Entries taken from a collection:
※
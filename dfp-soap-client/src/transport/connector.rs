//! TLS connector setup for the hyper HTTP client.
//!
//! # Feature Flags
//!
//! TLS support requires both a crypto provider and root certificates:
//!
//! - **Crypto providers** (choose one):
//!   - `tls-ring` - Use ring crypto (default with `tls` feature)
//!   - `tls-aws-lc` - Use AWS LC crypto
//!
//! - **Root certificates** (choose one):
//!   - `tls-native-roots` - Use system root certificates (default with `tls` feature)
//!   - `tls-webpki-roots` - Use bundled Mozilla root certificates
//!
//! Without a feature-gated provider, a provider installed with
//! `CryptoProvider::install_default()` is used.

use std::sync::Arc;

use hyper_rustls::{HttpsConnector, HttpsConnectorBuilder};
use rustls::ClientConfig;

use super::proxy::ProxyConnector;
use crate::error::ClientError;

/// Check if TLS features are properly configured.
///
/// Returns true if both a crypto provider AND root certificates are available.
#[inline]
pub const fn has_tls_support() -> bool {
    cfg!(any(feature = "tls-ring", feature = "tls-aws-lc"))
        && cfg!(any(feature = "tls-native-roots", feature = "tls-webpki-roots"))
}

fn crypto_provider() -> Result<Arc<rustls::crypto::CryptoProvider>, ClientError> {
    #[cfg(feature = "tls-ring")]
    return Ok(Arc::new(rustls::crypto::ring::default_provider()));

    #[cfg(all(feature = "tls-aws-lc", not(feature = "tls-ring")))]
    return Ok(Arc::new(rustls::crypto::aws_lc_rs::default_provider()));

    #[cfg(not(any(feature = "tls-ring", feature = "tls-aws-lc")))]
    rustls::crypto::CryptoProvider::get_default()
        .cloned()
        .ok_or_else(|| {
            ClientError::config(
                "HTTPS requires a crypto provider: enable `tls-ring` or `tls-aws-lc`, \
                 or install one with `CryptoProvider::install_default()`",
            )
        })
}

/// Build the default TLS configuration from the enabled features.
pub fn default_tls_config() -> Result<ClientConfig, ClientError> {
    let builder = ClientConfig::builder_with_provider(crypto_provider()?)
        .with_safe_default_protocol_versions()
        .map_err(|e| ClientError::config(format!("TLS setup failed: {e}")))?;
    Ok(builder
        .with_root_certificates(build_root_store()?)
        .with_no_client_auth())
}

/// Build the root certificate store from enabled features.
fn build_root_store() -> Result<rustls::RootCertStore, ClientError> {
    #[allow(unused_mut)]
    let mut roots = rustls::RootCertStore::empty();

    // Prefer native over webpki if both are enabled.
    #[cfg(feature = "tls-native-roots")]
    {
        let native_certs = rustls_native_certs::load_native_certs();
        if !native_certs.errors.is_empty() {
            // Some certs may still have loaded.
            #[cfg(feature = "tracing")]
            tracing::debug!("errors loading native certs: {:?}", native_certs.errors);
        }
        roots.add_parsable_certificates(native_certs.certs);
    }

    #[cfg(all(feature = "tls-webpki-roots", not(feature = "tls-native-roots")))]
    {
        roots.extend(webpki_roots::TLS_SERVER_ROOTS.iter().cloned());
    }

    if !cfg!(any(feature = "tls-native-roots", feature = "tls-webpki-roots")) {
        return Err(ClientError::config(
            "HTTPS requires TLS root certificates: enable `tls-native-roots` or `tls-webpki-roots`",
        ));
    }
    Ok(roots)
}

/// Wrap `connector` with TLS for `https://` destinations.
///
/// Plain `http://` destinations pass through untouched.
pub fn build_https_connector(
    tls_config: ClientConfig,
    connector: ProxyConnector,
) -> HttpsConnector<ProxyConnector> {
    HttpsConnectorBuilder::new()
        .with_tls_config(tls_config)
        .https_or_http()
        .enable_all_versions()
        .wrap_connector(connector)
}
※
• [TASK STATEMENT]: Print exactly the lines above from the one with "Use ring crypto" to the one with "the enabled features.", including both.

• [ANSWER SECTION]:
//!   - `tls-ring` - Use ring crypto (default with `tls` feature)
//!   - `tls-aws-lc` - Use AWS LC crypto
//!
//! - **Root certificates** (choose one):
//!   - `tls-native-roots` - Use system root certificates (default with `tls` feature)
//!   - `tls-webpki-roots` - Use bundled Mozilla root certificates
//!
//! Without a feature-gated provider, a provider installed with
//! `CryptoProvider::install_default()` is used.

use std::sync::Arc;

use hyper_rustls::{HttpsConnector, HttpsConnectorBuilder};
use rustls::ClientConfig;

use super::proxy::ProxyConnector;
use crate::error::ClientError;

/// Check if TLS features are properly configured.
///
/// Returns true if both a crypto provider AND root certificates are available.
#[inline]
pub const fn has_tls_support() -> bool {
    cfg!(any(feature = "tls-ring", feature = "tls-aws-lc"))
        && cfg!(any(feature = "tls-native-roots", feature = "tls-webpki-roots"))
}

fn crypto_provider() -> Result<Arc<rustls::crypto::CryptoProvider>, ClientError> {
    #[cfg(feature = "tls-ring")]
    return Ok(Arc::new(rustls::crypto::ring::default_provider()));

    #[cfg(all(feature = "tls-aws-lc", not(feature = "tls-ring")))]
    return Ok(Arc::new(rustls::crypto::aws_lc_rs::default_provider()));

    #[cfg(not(any(feature = "tls-ring", feature = "tls-aws-lc")))]
    rustls::crypto::CryptoProvider::get_default()
        .cloned()
        .ok_or_else(|| {
            ClientError::config(
                "HTTPS requires a crypto provider: enable `tls-ring` or `tls-aws-lc`, \
                 or install one with `CryptoProvider::install_default()`",
            )
        })
}

/// Build the default TLS configuration from the enabled features.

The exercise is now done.